Las mujeres especialmente vacilaban en abandonar el ágape porque la conversación  degeneraba en chismografías acerca de los ausentes. Los hombres daban excusas falsas para no concurrir o farfullaban juramentos a media voz. Como la envidia es la madre del cotilleo, los nuevos chismes resultaban ser como los chistes viejos, siempre había alguien que no los había oído y eso estimuló la malicia de las cronistas de rumores, cada vez. Ambas malas lenguas filtraban enredos tal como el café se cuela en la cafetera automática. Tales periodistas sin auspiciadores, aseguraban que la última noticia sobre los vecinos nadie las iba a creer y por eso no podían repetirse. Cualquiera reconvención a aquella obsesión por la vida ajena, era confrontada con la aseveración de que, gracias a ellas, media comunidad sabía de la otra mitad. Además,  nunca chismearon acerca de seres sociales superiores a ellas,  simplemente porque no los tenían. Después de todo, ¿qué se podía hacer con una información de tal categoría sino repetirla?

Las víctimas aseguraban que en el BLABORATORIO de ambas, se concentraba el tráfico noticiero de telefoneadas, notas incógnitas, visitas “de pasadita” que superan la hora de duración y hasta por correo electrónico el que ellas llamaban “emilios”, en su código informativo. Los ítems noticiosos eran procesados como película fotográfica, con su correspondiente aumento de dimensión. Un fuerte sentido del rumor llevaba a la pareja de altavoces sociales, a aprovecharse de que mucha gente goza de escandalizarse con pecados ajenos. Sin embargo, ellas confesaban a los vecinos y no los pecadillos propios.

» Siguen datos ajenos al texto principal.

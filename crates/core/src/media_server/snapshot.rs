//! In-memory copy of the media library.

use std::sync::Arc;

use chrono::{DateTime, Utc};
use futures::future::try_join_all;
use tokio::sync::RwLock;
use tracing::info;

use crate::catalog_code::CodePattern;

use super::{LibraryItem, MediaServer, MediaServerError};

/// Point-in-time view of the snapshot.
#[derive(Debug, Clone, Default)]
pub struct SnapshotView {
    pub items: Arc<Vec<LibraryItem>>,
    pub last_updated: Option<DateTime<Utc>>,
}

impl SnapshotView {
    /// First item whose name, original title or sort name contains `code`.
    ///
    /// Case and separators are ignored, so `abc123` finds `ABC-123`, but the
    /// code must stand on its own: `ABC-12` does not find `ABC-123`.
    pub fn find_by_code(&self, code: &str) -> Option<&LibraryItem> {
        let pattern = CodePattern::new([code])?;
        self.items
            .iter()
            .find(|item| item.names().any(|name| pattern.is_match(name)))
    }
}

/// Owns the cached library items.
///
/// `refresh` replaces the items wholesale; readers get an `Arc` to whichever
/// list was current when they asked.
#[derive(Debug, Default)]
pub struct LibrarySnapshot {
    state: RwLock<SnapshotView>,
}

impl LibrarySnapshot {
    pub fn new() -> Self {
        Self::default()
    }

    /// Fetch every item of every library and swap it in.
    ///
    /// On error the previous snapshot stays in place.
    pub async fn refresh(&self, server: &dyn MediaServer) -> Result<usize, MediaServerError> {
        let libraries = server.list_libraries().await?;
        let per_library = try_join_all(
            libraries
                .iter()
                .map(|library| server.list_items_recursive(&library.id)),
        )
        .await?;
        let items: Vec<LibraryItem> = per_library.into_iter().flatten().collect();

        let count = items.len();
        self.replace(items).await;
        info!(server = %server.name(), items = count, "Library snapshot refreshed");
        Ok(count)
    }

    /// Swap in a new item list.
    pub async fn replace(&self, items: Vec<LibraryItem>) {
        let mut state = self.state.write().await;
        *state = SnapshotView {
            items: Arc::new(items),
            last_updated: Some(Utc::now()),
        };
    }

    pub async fn read(&self) -> SnapshotView {
        self.state.read().await.clone()
    }
}

#[cfg(test)]
mod tests {
    use super::*;
    use crate::testing::MockMediaServer;

    fn item(id: &str, name: &str) -> LibraryItem {
        LibraryItem {
            id: id.to_string(),
            name: name.to_string(),
            original_title: None,
            sort_name: None,
            item_type: "Movie".to_string(),
        }
    }

    #[tokio::test]
    async fn test_refresh_replaces_wholesale() {
        let server = MockMediaServer::new();
        server
            .add_library("lib1", "Movies", vec![item("1", "First"), item("2", "Second")])
            .await;

        let snapshot = LibrarySnapshot::new();
        snapshot.replace(vec![item("old", "Stale")]).await;

        let count = snapshot.refresh(&server).await.unwrap();
        assert_eq!(count, 2);

        let view = snapshot.read().await;
        assert!(view.last_updated.is_some());
        assert!(view.items.iter().all(|i| i.id != "old"));
    }

    #[tokio::test]
    async fn test_failed_refresh_keeps_previous_items() {
        let server = MockMediaServer::new();
        server.set_fail(true).await;

        let snapshot = LibrarySnapshot::new();
        snapshot.replace(vec![item("1", "Kept")]).await;

        assert!(snapshot.refresh(&server).await.is_err());
        assert_eq!(snapshot.read().await.items.len(), 1);
    }

    #[test]
    fn test_find_by_code_ignores_case_and_separators() {
        let mut with_sort = item("2", "Title only");
        with_sort.sort_name = Some("xyz-001 title".to_string());

        let view = SnapshotView {
            items: Arc::new(vec![item("1", "ABC-123 Something"), with_sort]),
            last_updated: None,
        };

        assert_eq!(view.find_by_code("abc123").map(|i| i.id.as_str()), Some("1"));
        assert_eq!(view.find_by_code("XYZ-001").map(|i| i.id.as_str()), Some("2"));
        assert!(view.find_by_code("QQQ-999").is_none());
        assert!(view.find_by_code("").is_none());
    }

    #[test]
    fn test_find_by_code_rejects_prefix_of_longer_code() {
        let view = SnapshotView {
            items: Arc::new(vec![item("lib-1", "ABC-123 Some Movie")]),
            last_updated: None,
        };

        assert!(view.find_by_code("ABC-12").is_none());
        assert!(view.find_by_code("BC-123").is_none());
        assert_eq!(view.find_by_code("ABC-123").map(|i| i.id.as_str()), Some("lib-1"));
    }
}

Admito que aquel fatídico dúo fue un factor para cambiarme a otra localidad más grande, donde podría olvidarme del escrutinio social perdiéndome en una muchedumbre.

Años después volví a visitar esa extraña comunidad casi controlada por las habladurías.

En una calle apartada, a algunas cuadras del centro, vi por última vez a una mitad del tan mentado binomio. La madre había fallecido “olvidada por la ingratitud”, según me aseguró su hija. La pelambre mustia y hasta con llagas en el cráneo, vestida apenas con una manta primitivamente adaptada a su cuerpo magro y rodeada de una media docena de críos famélicos y letárgicos.”Mi marido, que era abogado, se encargó de la defensa, pero nunca lo volvi a ver.”

Sentados en la vía pública y con restos de comida desparramados cerca de ellos, sus hijos miraban con la vista y estómagos vacíos. “La fortuna de mi padre se gastó en defendernos de injurias personales que dicen haber nosotras cometido contra nuestras relaciones sociales.” Después de deslizarle unas  compadecidas monedas a sus manos callosas y mugrientas, me alejé sacudiendo la cabeza como si viera algo increíble.

Algunos pasos más allá oí un gañido atiplado y penetrante, más de lo que se esperaba de un pequeño vástago tratando de recuperar la tradición familiar.